Some, such as fresh frozen plasma (the reversal agent for warfarin), can lead to complications. Others are costly; for example, andexanet alfa costs in the range of $50,000 for some reversals. “You may get pushback from your hospital,” Peacock says. “But it’s going to be really hard to defend a case when the patient comes to the ED and dies and there’s an antidote you didn’t use.”
Statements from defense experts on why the antidote would not have changed the bad outcome anyway are likely to fall on deaf ears. “In patients with a small hemorrhage, it will be very difficult to explain why you didn’t treat aggressively,” Peacock cautions. Futile cases also can be legally problematic. If a patient experiences a massive intracranial hemorrhage, and registers a Glasgow coma scale score of less than 8, and they are barely responsive, “you can give them the antidote but it won’t change anything,” Peacock says. “At some point it’s futile. Documenting your belief of why it’s futile is probably pretty smart.”
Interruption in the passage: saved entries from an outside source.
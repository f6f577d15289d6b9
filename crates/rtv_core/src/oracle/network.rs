use std::collections::HashMap;
use std::num::NonZeroUsize;
use std::sync::{Arc, Mutex};

use lru::LruCache;
use pathfinding::prelude::dijkstra_all;

use super::DistanceOracle;
use crate::error::OracleError;
use crate::model::{NodeId, Seconds};

type Row = Arc<HashMap<NodeId, Seconds>>;

/// Shortest-path travel times over a directed road graph.
///
/// A query computes the full shortest-path row of its source with Dijkstra and
/// keeps the row in an LRU cache, so repeated lookups from the same node are O(1).
pub struct NetworkOracle {
    adjacency: Vec<Vec<(NodeId, Seconds)>>,
    rows: Mutex<LruCache<NodeId, Row>>,
}

impl NetworkOracle {
    pub fn new(
        node_count: usize,
        edges: &[(NodeId, NodeId, Seconds)],
        cache_capacity: usize,
    ) -> Result<Self, OracleError> {
        let mut adjacency = vec![Vec::new(); node_count];
        for &(from, to, secs) in edges {
            if from.index() >= node_count {
                return Err(OracleError::UnknownNode(from));
            }
            if to.index() >= node_count {
                return Err(OracleError::UnknownNode(to));
            }
            adjacency[from.index()].push((to, secs));
        }
        let capacity = NonZeroUsize::new(cache_capacity.max(1)).unwrap_or(NonZeroUsize::MIN);
        Ok(Self {
            adjacency,
            rows: Mutex::new(LruCache::new(capacity)),
        })
    }

    fn compute_row(&self, source: NodeId) -> Row {
        let reached = dijkstra_all(&source, |node: &NodeId| {
            self.adjacency
                .get(node.index())
                .cloned()
                .unwrap_or_default()
        });
        let mut row: HashMap<NodeId, Seconds> =
            reached.into_iter().map(|(node, (_, cost))| (node, cost)).collect();
        row.insert(source, 0);
        Arc::new(row)
    }

    fn row(&self, source: NodeId) -> Row {
        if let Ok(mut rows) = self.rows.lock() {
            if let Some(row) = rows.get(&source) {
                return Arc::clone(row);
            }
        }
        let row = self.compute_row(source);
        if let Ok(mut rows) = self.rows.lock() {
            rows.put(source, Arc::clone(&row));
        }
        row
    }
}

impl DistanceOracle for NetworkOracle {
    fn travel_secs(&self, from: NodeId, to: NodeId) -> Option<Seconds> {
        if from.index() >= self.adjacency.len() || to.index() >= self.adjacency.len() {
            return None;
        }
        if from == to {
            return Some(0);
        }
        self.row(from).get(&to).copied()
    }
}

#[cfg(test)]
mod tests {
    use super::*;

    fn ring() -> NetworkOracle {
        // 0 -> 1 -> 2 -> 3, plus a slow shortcut 0 -> 3
        NetworkOracle::new(
            5,
            &[
                (NodeId(0), NodeId(1), 10),
                (NodeId(1), NodeId(2), 10),
                (NodeId(2), NodeId(3), 10),
                (NodeId(0), NodeId(3), 45),
            ],
            4,
        )
        .expect("network")
    }

    #[test]
    fn picks_shortest_path() {
        let oracle = ring();
        assert_eq!(oracle.travel_secs(NodeId(0), NodeId(3)), Some(30));
        assert_eq!(oracle.travel_secs(NodeId(1), NodeId(3)), Some(20));
    }

    #[test]
    fn unreachable_and_directed() {
        let oracle = ring();
        assert_eq!(oracle.travel_secs(NodeId(3), NodeId(0)), None);
        assert_eq!(oracle.travel_secs(NodeId(0), NodeId(4)), None);
        assert_eq!(oracle.travel_secs(NodeId(4), NodeId(4)), Some(0));
    }

    #[test]
    fn rejects_edges_to_unknown_nodes() {
        let result = NetworkOracle::new(2, &[(NodeId(0), NodeId(7), 1)], 1);
        assert!(matches!(result, Err(OracleError::UnknownNode(NodeId(7)))));
    }
}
Family members still may contact an attorney, believing the antidote could have saved the patient. “Putting down documentation of why you did what you did is one way of preventing a lawsuit,” Peacock advises. “It would also be good to have a neurosurgical opinion documented.”
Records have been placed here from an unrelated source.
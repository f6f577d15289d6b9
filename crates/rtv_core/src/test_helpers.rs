//! Test helpers for common test setup and utilities.
//!
//! Fixtures here live on a line network: node `i` sits `i * hop` seconds from
//! node 0 in both directions, which keeps expected arrival times easy to work
//! out by hand.

use std::sync::Arc;

use bevy_ecs::prelude::World;
use h3o::CellIndex;

use crate::config::MatchingConfig;
use crate::ecs::RoundSchedule;
use crate::model::{NodeId, Request, RequestId, Seconds, TimeWindow, Vehicle, VehicleId};
use crate::oracle::{DistanceOracle, MatrixOracle};
use crate::round::RoundContext;
use crate::scenario::insert_round_resources;

/// A standard test cell used across test files for consistency.
/// This is a valid H3 cell at resolution 9 in the San Francisco Bay Area.
pub const TEST_CELL: u64 = 0x8a1fb46622dffff;

/// Get the test cell as a `CellIndex`.
///
/// # Panics
///
/// Panics if the test cell constant is invalid (should never happen).
pub fn test_cell() -> CellIndex {
    CellIndex::try_from(TEST_CELL).expect("TEST_CELL should be a valid H3 cell")
}

/// Symmetric line network of `nodes` nodes, `hop` seconds between neighbours.
pub fn line_oracle(nodes: usize, hop: Seconds) -> MatrixOracle {
    MatrixOracle::from_fn(nodes, |from, to| {
        Seconds::try_from(from.abs_diff(to))
            .ok()
            .map(|hops| hops * hop)
    })
}

/// One-seat sharing request with explicit windows and a known direct travel time.
pub fn test_request(
    id: u32,
    origin: u32,
    destination: u32,
    pickup: (Seconds, Seconds),
    dropoff: (Seconds, Seconds),
    direct_travel: Seconds,
) -> Request {
    Request::with_windows(
        RequestId(id),
        NodeId(origin),
        NodeId(destination),
        TimeWindow::new(pickup.0, pickup.1),
        TimeWindow::new(dropoff.0, dropoff.1),
    )
    .direct_travel(direct_travel)
}

/// Idle vehicle available from time 0.
pub fn test_vehicle(id: u32, capacity: u32, position: u32) -> Vehicle {
    Vehicle::new(VehicleId(id), capacity, NodeId(position), 0)
}

/// Sequential single-threaded config so results do not depend on pool scheduling.
pub fn test_config() -> MatchingConfig {
    MatchingConfig::default()
        .with_parallel(false)
        .with_rtv_timeout_ms(10_000)
}

/// Create a world holding every round resource, without entities or queued events.
pub fn create_test_world(oracle: Arc<dyn DistanceOracle>, config: MatchingConfig) -> World {
    let mut world = World::new();
    insert_round_resources(
        &mut world,
        RoundContext::new(config, oracle),
        RoundSchedule::default(),
    );
    world
}

#[cfg(test)]
mod tests {
    use super::*;

    #[test]
    fn test_cell_is_valid() {
        let cell = test_cell();
        assert_eq!(cell, CellIndex::try_from(TEST_CELL).unwrap());
    }

    #[test]
    fn line_oracle_is_symmetric() {
        let oracle = line_oracle(5, 10);
        assert_eq!(oracle.travel_secs(NodeId(1), NodeId(4)), Some(30));
        assert_eq!(oracle.travel_secs(NodeId(4), NodeId(1)), Some(30));
        assert_eq!(oracle.travel_secs(NodeId(2), NodeId(2)), Some(0));
    }

    #[test]
    fn test_world_has_round_resources() {
        let world = create_test_world(Arc::new(line_oracle(3, 10)), test_config());
        assert!(world.get_resource::<crate::clock::RoundClock>().is_some());
        assert!(world
            .get_resource::<crate::ecs::MatchingContextResource>()
            .is_some());
        assert!(world.get_resource::<crate::ecs::LastRoundResult>().is_some());
    }
}
//! Trip-vehicle assignment core for on-demand ride sharing.
//!
//! A round takes a snapshot of open requests and vehicles, builds the RV
//! graph ([`graph::RvGraph`]), enumerates feasible trips per vehicle
//! ([`graph::RtvGraph`]) and selects one visit per vehicle with an
//! [`matching::AssignmentStrategy`]. [`round::run_round`] ties the phases
//! together; the ECS layer ([`ecs`], [`systems`], [`runner`]) replays rounds
//! over a simulated horizon.

pub mod clock;
pub mod config;
pub mod ecs;
pub mod error;
pub mod feasibility;
pub mod graph;
pub mod insertion;
pub mod matching;
pub mod model;
pub mod oracle;
pub mod profiling;
pub mod round;
pub mod runner;
pub mod scenario;
pub mod solver;
pub mod systems;

#[cfg(any(test, feature = "test-helpers"))]
pub mod test_helpers;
A plaintiff attorney might allege that an expensive antidote was not offered because the patient was uninsured, a minority, or homeless. “They may say ‘Had it been a wealthy suburbanite, you would have done something different,’” Peacock offers, adding that good documentation on the futility of the situation “can guard against allegations that decision-making was based on bias, costs, or ability to pay instead of medical necessity.”
Allegations in ED malpractice claims involving anticoagulants can include improper administration, improper withholding, and failure to continue the drug during hospitalization.